The swing needed for Labour to lose its overall majority is 11.5 per cent,
or 'the equivalent of one in four Labour voters defecting, not one in 10.'


4) No Brown Illusions

'Brown's support for Blair may undermine leadership hopes' (Independent,
30 April 2005)
'Gordon Brown's decision to ride to the Prime Minister's rescue over Iraq
increases the likelihood of a "stop Brown" campaign when the Prime
Minister steps down, Labour left-wingers said yesterday... Several
left-wingers said yesterday Mr Brown's intervention over Iraq had
strengthened their resolve to rally behind a candidate to oppose him...'

'One candidate defending a safe seat said: "Brown has signed a suicide
pact by taking this approach. He has been bolted on to responsibility for
Iraq. Apart from Robin Cook, none of the Cabinet appears to have raised
any objections about the illegality. On so many issues, Gordon Brown is
obsessive about detail. It is impossible to think this just slipped by him
as he sat at the Cabinet table." '


5) Don't Believe It Until It Has Been Officially Denied

'I can't say that if we win this election that means everyone who
supported us approved of Iraq. That would be absurd.'
Tony Blair, interviewed in the Independent, 21 April 2005
(Front page headline: 'I will not take election victory as vindication for
the war')


6) We Are The Majority

'Most people want British troops withdrawn from Iraq by the end of this
year, according to a poll by NOP for The Independent.'

'By a margin of 3-1, voters want British forces to come home by the time
their United Nations mandate expires in December. Sixty per cent of
people, and 58 per cent of Labour supporters, want to see the troops
withdrawn by then, and only 19 per cent disagree.'

(Independent, 26 April 2005, archived at
<http://www.commondreams.org/headlines05/0426-03.htm>)
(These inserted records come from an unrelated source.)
//! Stencil Parser
//!
//! Validates token streams from `stencil-lexer` against an LL(1) grammar.
//! The parser is a recognizer: on success it hands back the flat list of
//! terminal tokens it matched, on failure every syntax error it found.
//!
//! The [`template`] module instantiates the generic machinery for the
//! placeholder language:
//!
//! ```text
//! 0: T -> CONTENT T
//! 1: T -> PLACEHOLDER_KEY T
//! 2: T -> OPEN_KEY T CLOSE_KEY T
//! 3: T -> ε
//! ```

pub mod grammar;
pub mod parser;
pub mod template;

pub use grammar::{Grammar, GrammarError, Symbol};
pub use parser::Parser;
pub use template::{parse, Outline, TEMPLATE_GRAMMAR};

use stencil_lexer::{Terminal, Token};

/// Echoed token values are cut to this many characters.
pub const VALUE_PREVIEW_LEN: usize = 20;

/// A syntax error found while parsing. Parsing collects these instead of
/// stopping at the first one.
#[derive(Debug, Clone, PartialEq, Eq, thiserror::Error)]
pub enum SyntaxError {
    /// The terminal on top of the stack does not match the lookahead.
    #[error(
        "Found token {found} at line {line}, column {column}.\n\
         Expected a token of type {expected}.\n\
         Value (truncated): \"{value}\""
    )]
    UnexpectedTerminal {
        found: &'static str,
        expected: &'static str,
        line: usize,
        column: usize,
        value: String,
    },

    /// The nonterminal on top of the stack has no production for the lookahead.
    #[error("Found token {found} at line {line}, column {column}!\nValue (truncated): \"{value}\"")]
    NoProduction {
        found: &'static str,
        line: usize,
        column: usize,
        value: String,
    },

    /// Input ran out before the symbol stack emptied.
    #[error("Premature end of input.")]
    PrematureEndOfInput,
}

impl SyntaxError {
    pub fn unexpected<K: Terminal>(found: &Token<K>, expected: K) -> Self {
        SyntaxError::UnexpectedTerminal {
            found: found.kind.name(),
            expected: expected.name(),
            line: found.line,
            column: found.column,
            value: found.truncated_text(VALUE_PREVIEW_LEN),
        }
    }

    pub fn no_production<K: Terminal>(found: &Token<K>) -> Self {
        SyntaxError::NoProduction {
            found: found.kind.name(),
            line: found.line,
            column: found.column,
            value: found.truncated_text(VALUE_PREVIEW_LEN),
        }
    }

    /// Line and column of the offending token, if there is one.
    pub fn location(&self) -> Option<(usize, usize)> {
        match self {
            SyntaxError::UnexpectedTerminal { line, column, .. }
            | SyntaxError::NoProduction { line, column, .. } => Some((*line, *column)),
            SyntaxError::PrematureEndOfInput => None,
        }
    }
}

/// Every syntax error of a failed parse, as a single error value.
#[derive(Debug, Clone, PartialEq, Eq, thiserror::Error)]
#[error("{}", join_messages(.0))]
pub struct ParseFailure(pub Vec<SyntaxError>);

fn join_messages(errors: &[SyntaxError]) -> String {
    errors
        .iter()
        .map(ToString::to_string)
        .collect::<Vec<_>>()
        .join("\n")
}

impl From<Vec<SyntaxError>> for ParseFailure {
    fn from(errors: Vec<SyntaxError>) -> Self {
        ParseFailure(errors)
    }
}
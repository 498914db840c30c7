use clap::{Parser, Subcommand};
use log::{error, info, LevelFilter};
use std::path::Path;
use std::process::ExitCode;

use stencil_lexer::template::{tokenize, unescape_content};
use stencil_lexer::TemplateKind;
use stencil_parser::{Outline, ParseFailure};

#[derive(Parser)]
#[command(name = "stencil")]
#[command(about = "Stencil placeholder template checker")]
#[command(version)]
struct Cli {
    /// Increase log verbosity (-v info, -vv debug, -vvv trace)
    #[arg(short, long, global = true, action = clap::ArgAction::Count)]
    verbose: u8,

    #[command(subcommand)]
    command: Command,
}

#[derive(Subcommand)]
enum Command {
    /// Check template files for syntax errors
    Check {
        /// Template files
        #[arg(required = true)]
        paths: Vec<String>,
    },

    /// Print the token stream of a template file
    Tokens {
        /// Template file
        path: String,

        /// Show content with `\\` escapes resolved
        #[arg(long)]
        unescape: bool,
    },

    /// List the placeholder and tag keys used by a template file
    Keys {
        /// Template file
        path: String,
    },
}

fn main() -> ExitCode {
    let cli = Cli::parse();
    init_logging(cli.verbose);

    let ok = match cli.command {
        Command::Check { paths } => cmd_check(&paths),
        Command::Tokens { path, unescape } => cmd_tokens(&path, unescape),
        Command::Keys { path } => cmd_keys(&path),
    };

    if ok {
        ExitCode::SUCCESS
    } else {
        ExitCode::FAILURE
    }
}

fn init_logging(verbose: u8) {
    let level = match verbose {
        0 => LevelFilter::Warn,
        1 => LevelFilter::Info,
        2 => LevelFilter::Debug,
        _ => LevelFilter::Trace,
    };

    let mut builder = env_logger::Builder::new();
    builder.filter_level(level);
    // RUST_LOG, when set, overrides the flag.
    builder.parse_default_env();
    builder.init();
}

fn read_source(path: &str) -> Option<String> {
    let p = Path::new(path);
    if !p.exists() {
        eprintln!("Error: file not found: {path}");
        return None;
    }
    match std::fs::read_to_string(p) {
        Ok(source) => Some(source),
        Err(e) => {
            eprintln!("Error reading {path}: {e}");
            None
        }
    }
}

fn parse_file(path: &str) -> Option<Vec<stencil_lexer::TemplateToken>> {
    let source = read_source(path)?;

    match stencil_parser::parse(&source) {
        Ok(tokens) => Some(tokens),
        Err(errors) => {
            error!("{path}: {} syntax error(s)", errors.len());
            eprintln!("{path}:\n{}", ParseFailure::from(errors));
            None
        }
    }
}

fn cmd_check(paths: &[String]) -> bool {
    let mut all_ok = true;

    for path in paths {
        match parse_file(path) {
            Some(tokens) => {
                info!("{path}: {} token(s)", tokens.len());
                eprintln!("OK: {path}");
            }
            None => all_ok = false,
        }
    }

    all_ok
}

fn cmd_tokens(path: &str, unescape: bool) -> bool {
    let Some(source) = read_source(path) else {
        return false;
    };

    for mut token in tokenize(&source) {
        if unescape && token.kind == TemplateKind::Content {
            token.text = unescape_content(&token.text);
        }
        println!("{token}");
    }

    true
}

fn cmd_keys(path: &str) -> bool {
    let Some(tokens) = parse_file(path) else {
        return false;
    };

    let outline = Outline::from_tokens(&tokens);
    for key in &outline.placeholders {
        println!("placeholder {key}");
    }
    for key in &outline.tags {
        println!("tag {key}");
    }
    info!("{path}: tag nesting depth {}", outline.max_depth);

    true
}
Most Labour voters, most Lib Dem voters and most Conservative voters want
British troops back from Iraq by the end of the year. This is official Lib
Dem policy, but is opposed by the leaderships of both the Labour and
Conservative parties.


7) Lying To The End

'I had the choice, faced with the knowledge of his long defiance of his UN
obligations, to leave Saddam in power, or to remove him. I chose to remove
him. In this case there was no middle way.' Tony Blair, 'This election is
about more than the war - or me', Independent, 3 May 2005

The 'middle way', the legal way, the way that would not have killed over a
hundred thousand Iraqis, would have been to decide in mid-March 2003 to
wait for the UN weapons inspectors to set Baghdad the 'key remaining
disarmament tasks'.

The 'middle way' would have been to continue disarming Iraq's al-Samoud II
missiles, to continue inspecting Iraqi facilities, to continue
interviewing Iraqi scientists in the search for the truth, to acknowledge
that Iraq *was* cooperating with inspectors and that progress was being
made.

The 'middle way' would have been to obey international law, to abide by
the majority view in the UN Security Council, to respect the wishes of
Iraq's neighbours, to resist George W. Bush's burning impatience, and to
wait not years, nor weeks, but 'months' for the UN weapons inspectors to
complete their work and to tell the world whether or not Iraq had weapons
of mass destruction.

Instead you chose to serve US power, to gamble with the lives of millions
of Iraqi civilians, and to trample on the expressed will of the majority
of people in Britain, in Europe, in the Middle East, and in the wider
world.


8) Vote Anti-War

More wars are coming. The occupation of Iraq goes on.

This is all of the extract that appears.